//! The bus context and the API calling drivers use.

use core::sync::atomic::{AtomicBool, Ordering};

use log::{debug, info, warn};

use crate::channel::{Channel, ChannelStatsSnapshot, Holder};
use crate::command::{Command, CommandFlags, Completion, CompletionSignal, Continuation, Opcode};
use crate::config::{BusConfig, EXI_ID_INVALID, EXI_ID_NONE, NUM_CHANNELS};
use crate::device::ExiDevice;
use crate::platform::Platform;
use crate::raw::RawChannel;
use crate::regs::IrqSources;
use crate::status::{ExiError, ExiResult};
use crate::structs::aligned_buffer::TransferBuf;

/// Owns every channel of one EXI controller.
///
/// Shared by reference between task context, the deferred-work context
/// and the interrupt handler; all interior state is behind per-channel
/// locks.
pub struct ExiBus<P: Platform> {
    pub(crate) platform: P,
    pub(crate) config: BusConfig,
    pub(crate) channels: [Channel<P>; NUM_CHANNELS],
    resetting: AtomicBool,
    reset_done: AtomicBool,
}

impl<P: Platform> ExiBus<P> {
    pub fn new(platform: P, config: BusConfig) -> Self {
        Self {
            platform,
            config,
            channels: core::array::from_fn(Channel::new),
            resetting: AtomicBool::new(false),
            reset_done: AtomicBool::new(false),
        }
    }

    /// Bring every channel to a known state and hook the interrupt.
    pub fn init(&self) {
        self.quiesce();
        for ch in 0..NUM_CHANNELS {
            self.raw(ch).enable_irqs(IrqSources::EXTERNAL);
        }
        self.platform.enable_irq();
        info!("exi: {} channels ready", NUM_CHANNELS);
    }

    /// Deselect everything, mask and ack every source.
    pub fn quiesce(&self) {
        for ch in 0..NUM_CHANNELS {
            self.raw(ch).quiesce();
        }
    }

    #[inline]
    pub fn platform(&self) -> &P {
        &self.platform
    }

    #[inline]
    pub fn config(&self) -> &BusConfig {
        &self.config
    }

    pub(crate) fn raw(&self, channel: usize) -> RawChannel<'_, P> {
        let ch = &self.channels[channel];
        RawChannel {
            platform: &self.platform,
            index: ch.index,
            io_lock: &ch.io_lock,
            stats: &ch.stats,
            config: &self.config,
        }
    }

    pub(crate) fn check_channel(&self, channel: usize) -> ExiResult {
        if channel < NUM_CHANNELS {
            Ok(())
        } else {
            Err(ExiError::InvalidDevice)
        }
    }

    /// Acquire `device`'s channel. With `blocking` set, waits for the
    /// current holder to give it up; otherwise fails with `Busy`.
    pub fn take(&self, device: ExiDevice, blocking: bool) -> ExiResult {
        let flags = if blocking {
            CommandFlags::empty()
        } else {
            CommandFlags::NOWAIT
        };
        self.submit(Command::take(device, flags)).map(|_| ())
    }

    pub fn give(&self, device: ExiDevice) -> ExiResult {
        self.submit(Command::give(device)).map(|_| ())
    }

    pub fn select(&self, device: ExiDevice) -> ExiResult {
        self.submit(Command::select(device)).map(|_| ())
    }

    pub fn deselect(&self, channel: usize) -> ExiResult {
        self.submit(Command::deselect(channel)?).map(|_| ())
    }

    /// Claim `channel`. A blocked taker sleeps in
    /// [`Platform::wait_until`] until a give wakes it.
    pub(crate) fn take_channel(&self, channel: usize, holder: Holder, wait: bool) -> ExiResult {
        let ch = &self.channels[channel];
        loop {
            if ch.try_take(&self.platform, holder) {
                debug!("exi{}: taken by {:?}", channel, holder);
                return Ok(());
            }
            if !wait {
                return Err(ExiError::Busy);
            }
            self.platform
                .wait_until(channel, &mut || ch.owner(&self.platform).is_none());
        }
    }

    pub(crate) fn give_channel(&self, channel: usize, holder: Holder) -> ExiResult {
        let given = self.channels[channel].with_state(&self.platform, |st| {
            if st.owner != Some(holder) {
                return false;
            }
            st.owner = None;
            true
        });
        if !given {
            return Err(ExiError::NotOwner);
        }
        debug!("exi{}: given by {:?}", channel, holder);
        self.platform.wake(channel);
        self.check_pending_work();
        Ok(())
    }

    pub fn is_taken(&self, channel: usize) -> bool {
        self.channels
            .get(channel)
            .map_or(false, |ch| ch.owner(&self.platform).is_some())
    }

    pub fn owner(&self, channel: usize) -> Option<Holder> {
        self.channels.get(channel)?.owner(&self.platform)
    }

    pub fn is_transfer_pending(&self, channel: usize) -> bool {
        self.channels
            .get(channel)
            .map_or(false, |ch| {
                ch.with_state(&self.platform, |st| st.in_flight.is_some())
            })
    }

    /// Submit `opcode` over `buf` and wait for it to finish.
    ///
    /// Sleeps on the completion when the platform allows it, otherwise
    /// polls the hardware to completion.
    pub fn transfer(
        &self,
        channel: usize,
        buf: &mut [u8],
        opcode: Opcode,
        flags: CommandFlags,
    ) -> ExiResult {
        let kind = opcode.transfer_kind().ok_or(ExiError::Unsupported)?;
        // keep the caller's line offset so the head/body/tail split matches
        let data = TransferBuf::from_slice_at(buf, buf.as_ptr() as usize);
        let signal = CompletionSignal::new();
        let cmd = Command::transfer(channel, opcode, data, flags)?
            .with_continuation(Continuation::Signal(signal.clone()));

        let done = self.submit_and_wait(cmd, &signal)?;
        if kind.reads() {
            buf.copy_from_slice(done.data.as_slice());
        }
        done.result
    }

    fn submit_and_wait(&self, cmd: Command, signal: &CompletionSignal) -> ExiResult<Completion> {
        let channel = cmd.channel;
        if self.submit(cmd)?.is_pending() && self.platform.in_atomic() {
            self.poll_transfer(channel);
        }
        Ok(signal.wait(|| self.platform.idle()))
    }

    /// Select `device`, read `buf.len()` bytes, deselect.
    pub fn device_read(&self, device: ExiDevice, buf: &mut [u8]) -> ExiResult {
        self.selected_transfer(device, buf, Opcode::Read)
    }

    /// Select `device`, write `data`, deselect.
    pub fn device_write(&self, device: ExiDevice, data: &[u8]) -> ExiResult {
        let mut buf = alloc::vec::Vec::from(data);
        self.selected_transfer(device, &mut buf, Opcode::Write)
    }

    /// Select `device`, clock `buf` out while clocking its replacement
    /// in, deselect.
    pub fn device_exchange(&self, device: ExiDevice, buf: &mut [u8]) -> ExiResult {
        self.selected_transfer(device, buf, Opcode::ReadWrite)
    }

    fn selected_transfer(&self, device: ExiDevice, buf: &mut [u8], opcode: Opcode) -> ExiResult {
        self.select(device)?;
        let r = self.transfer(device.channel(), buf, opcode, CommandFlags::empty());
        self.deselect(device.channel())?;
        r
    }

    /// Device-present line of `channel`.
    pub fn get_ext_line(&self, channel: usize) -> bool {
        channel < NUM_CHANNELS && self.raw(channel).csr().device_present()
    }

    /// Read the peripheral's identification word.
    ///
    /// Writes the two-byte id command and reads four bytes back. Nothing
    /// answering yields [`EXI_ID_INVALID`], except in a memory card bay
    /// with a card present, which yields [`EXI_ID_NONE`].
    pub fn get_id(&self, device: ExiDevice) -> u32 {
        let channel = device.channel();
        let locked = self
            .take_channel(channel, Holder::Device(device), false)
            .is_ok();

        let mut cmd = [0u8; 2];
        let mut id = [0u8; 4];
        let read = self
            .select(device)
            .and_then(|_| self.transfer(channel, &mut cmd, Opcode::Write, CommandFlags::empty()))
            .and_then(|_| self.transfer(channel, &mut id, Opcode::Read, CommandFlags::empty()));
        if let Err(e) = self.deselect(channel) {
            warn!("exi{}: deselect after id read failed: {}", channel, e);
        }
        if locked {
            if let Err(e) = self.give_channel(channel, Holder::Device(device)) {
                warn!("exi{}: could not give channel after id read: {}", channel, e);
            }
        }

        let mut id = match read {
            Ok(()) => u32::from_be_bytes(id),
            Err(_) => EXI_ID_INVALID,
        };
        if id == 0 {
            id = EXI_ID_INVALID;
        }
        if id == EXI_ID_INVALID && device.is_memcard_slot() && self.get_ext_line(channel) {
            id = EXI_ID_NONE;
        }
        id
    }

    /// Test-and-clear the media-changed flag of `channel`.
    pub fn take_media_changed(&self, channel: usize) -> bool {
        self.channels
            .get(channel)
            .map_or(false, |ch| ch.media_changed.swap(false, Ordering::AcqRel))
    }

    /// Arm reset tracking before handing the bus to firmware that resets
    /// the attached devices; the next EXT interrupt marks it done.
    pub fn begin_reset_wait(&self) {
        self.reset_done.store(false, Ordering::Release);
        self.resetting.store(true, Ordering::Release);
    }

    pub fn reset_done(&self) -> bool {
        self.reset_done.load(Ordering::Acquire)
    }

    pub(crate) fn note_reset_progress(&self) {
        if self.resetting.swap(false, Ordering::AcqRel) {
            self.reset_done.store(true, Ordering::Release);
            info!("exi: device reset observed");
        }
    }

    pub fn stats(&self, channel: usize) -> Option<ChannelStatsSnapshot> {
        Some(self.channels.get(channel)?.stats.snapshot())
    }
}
==
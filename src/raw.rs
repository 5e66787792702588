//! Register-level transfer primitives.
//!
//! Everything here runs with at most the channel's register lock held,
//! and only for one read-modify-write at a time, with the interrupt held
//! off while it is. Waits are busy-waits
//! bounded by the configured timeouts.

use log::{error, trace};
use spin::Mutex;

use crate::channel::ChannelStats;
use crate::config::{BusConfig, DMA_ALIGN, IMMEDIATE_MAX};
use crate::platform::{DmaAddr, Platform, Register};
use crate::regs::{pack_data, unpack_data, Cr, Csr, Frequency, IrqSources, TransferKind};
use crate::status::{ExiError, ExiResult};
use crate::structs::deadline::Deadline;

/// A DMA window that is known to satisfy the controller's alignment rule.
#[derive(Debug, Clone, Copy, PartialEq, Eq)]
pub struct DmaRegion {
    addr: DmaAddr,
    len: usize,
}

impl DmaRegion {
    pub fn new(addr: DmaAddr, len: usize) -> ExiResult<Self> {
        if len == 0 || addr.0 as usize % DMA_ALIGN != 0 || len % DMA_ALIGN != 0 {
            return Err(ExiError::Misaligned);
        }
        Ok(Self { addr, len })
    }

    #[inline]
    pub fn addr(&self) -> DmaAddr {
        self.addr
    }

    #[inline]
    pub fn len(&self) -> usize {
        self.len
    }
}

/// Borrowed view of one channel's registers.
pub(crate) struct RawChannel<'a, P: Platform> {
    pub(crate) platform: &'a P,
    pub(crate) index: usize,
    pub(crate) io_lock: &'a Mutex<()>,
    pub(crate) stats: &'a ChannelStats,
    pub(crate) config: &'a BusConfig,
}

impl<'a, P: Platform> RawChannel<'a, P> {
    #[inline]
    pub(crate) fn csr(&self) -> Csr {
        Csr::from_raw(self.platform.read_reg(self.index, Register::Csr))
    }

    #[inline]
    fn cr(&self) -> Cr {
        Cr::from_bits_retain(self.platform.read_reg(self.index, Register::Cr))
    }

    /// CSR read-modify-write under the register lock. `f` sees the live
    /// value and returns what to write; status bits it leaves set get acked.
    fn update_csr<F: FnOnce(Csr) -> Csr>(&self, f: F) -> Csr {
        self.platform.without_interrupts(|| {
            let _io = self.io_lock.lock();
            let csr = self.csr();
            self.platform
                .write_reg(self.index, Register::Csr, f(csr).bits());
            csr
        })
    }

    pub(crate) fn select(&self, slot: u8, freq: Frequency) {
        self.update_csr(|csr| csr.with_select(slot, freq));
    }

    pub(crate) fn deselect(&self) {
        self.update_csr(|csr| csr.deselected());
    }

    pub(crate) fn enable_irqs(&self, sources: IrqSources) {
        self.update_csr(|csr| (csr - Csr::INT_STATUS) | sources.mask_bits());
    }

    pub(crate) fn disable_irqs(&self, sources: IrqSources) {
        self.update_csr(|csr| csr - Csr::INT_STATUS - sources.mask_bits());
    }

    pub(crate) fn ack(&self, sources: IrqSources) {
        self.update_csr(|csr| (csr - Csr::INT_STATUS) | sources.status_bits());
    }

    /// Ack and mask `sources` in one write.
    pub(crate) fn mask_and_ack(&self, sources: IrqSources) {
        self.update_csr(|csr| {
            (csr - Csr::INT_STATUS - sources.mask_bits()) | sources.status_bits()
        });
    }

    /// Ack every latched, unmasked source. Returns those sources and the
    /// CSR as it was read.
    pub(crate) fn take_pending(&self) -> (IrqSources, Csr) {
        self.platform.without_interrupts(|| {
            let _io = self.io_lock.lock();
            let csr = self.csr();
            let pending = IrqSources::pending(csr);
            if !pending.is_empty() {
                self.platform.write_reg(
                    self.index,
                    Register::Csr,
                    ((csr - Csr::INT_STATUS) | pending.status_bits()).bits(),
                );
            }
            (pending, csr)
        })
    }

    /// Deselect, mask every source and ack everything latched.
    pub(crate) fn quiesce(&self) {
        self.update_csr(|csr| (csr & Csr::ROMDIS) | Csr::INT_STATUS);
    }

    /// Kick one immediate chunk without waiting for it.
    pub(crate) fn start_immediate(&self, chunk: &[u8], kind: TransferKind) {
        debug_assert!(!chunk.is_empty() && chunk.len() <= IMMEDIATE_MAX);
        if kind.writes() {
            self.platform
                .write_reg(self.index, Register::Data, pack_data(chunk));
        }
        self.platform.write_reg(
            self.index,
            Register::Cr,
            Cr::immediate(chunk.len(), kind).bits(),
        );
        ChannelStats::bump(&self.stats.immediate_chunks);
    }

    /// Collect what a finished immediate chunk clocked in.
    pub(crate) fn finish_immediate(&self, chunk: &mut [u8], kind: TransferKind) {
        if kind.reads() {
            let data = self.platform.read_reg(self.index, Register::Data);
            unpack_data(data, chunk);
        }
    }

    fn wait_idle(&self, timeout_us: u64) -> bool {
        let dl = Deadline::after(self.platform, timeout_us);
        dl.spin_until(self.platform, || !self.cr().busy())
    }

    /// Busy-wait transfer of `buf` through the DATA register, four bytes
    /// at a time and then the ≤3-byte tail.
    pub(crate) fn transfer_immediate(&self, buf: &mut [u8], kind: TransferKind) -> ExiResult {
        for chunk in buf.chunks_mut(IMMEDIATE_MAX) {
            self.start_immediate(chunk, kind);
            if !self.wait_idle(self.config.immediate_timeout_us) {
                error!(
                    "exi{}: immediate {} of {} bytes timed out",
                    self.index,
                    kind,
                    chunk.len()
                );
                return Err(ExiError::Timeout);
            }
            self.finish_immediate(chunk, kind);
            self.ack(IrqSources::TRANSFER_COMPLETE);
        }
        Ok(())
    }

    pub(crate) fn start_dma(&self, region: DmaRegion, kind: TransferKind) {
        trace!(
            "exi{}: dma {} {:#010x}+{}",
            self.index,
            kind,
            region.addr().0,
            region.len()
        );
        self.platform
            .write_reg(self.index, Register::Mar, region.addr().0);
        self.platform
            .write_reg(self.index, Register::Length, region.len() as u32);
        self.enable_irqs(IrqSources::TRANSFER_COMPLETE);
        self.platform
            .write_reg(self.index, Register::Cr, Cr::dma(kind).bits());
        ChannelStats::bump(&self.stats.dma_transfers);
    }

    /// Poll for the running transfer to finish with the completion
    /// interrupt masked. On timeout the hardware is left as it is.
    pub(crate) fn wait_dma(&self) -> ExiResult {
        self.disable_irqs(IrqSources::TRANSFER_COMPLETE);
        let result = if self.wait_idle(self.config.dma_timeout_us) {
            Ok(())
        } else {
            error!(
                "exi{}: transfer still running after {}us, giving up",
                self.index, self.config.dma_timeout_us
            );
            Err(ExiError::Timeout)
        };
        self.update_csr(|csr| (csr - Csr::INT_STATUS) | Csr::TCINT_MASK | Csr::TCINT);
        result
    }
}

Problem
Taking the entries above, print exactly the lines starting at the line with "ChannelStats::bump(&self.stats.dma_transfers);" and ending at the line with "self.index, self.config.dma_timeout_us", both included.

Problem solution
        ChannelStats::bump(&self.stats.dma_transfers);
    }

    /// Poll for the running transfer to finish with the completion
    /// interrupt masked. On timeout the hardware is left as it is.
    pub(crate) fn wait_dma(&self) -> ExiResult {
        self.disable_irqs(IrqSources::TRANSFER_COMPLETE);
        let result = if self.wait_idle(self.config.dma_timeout_us) {
            Ok(())
        } else {
            error!(
                "exi{}: transfer still running after {}us, giving up",
                self.index, self.config.dma_timeout_us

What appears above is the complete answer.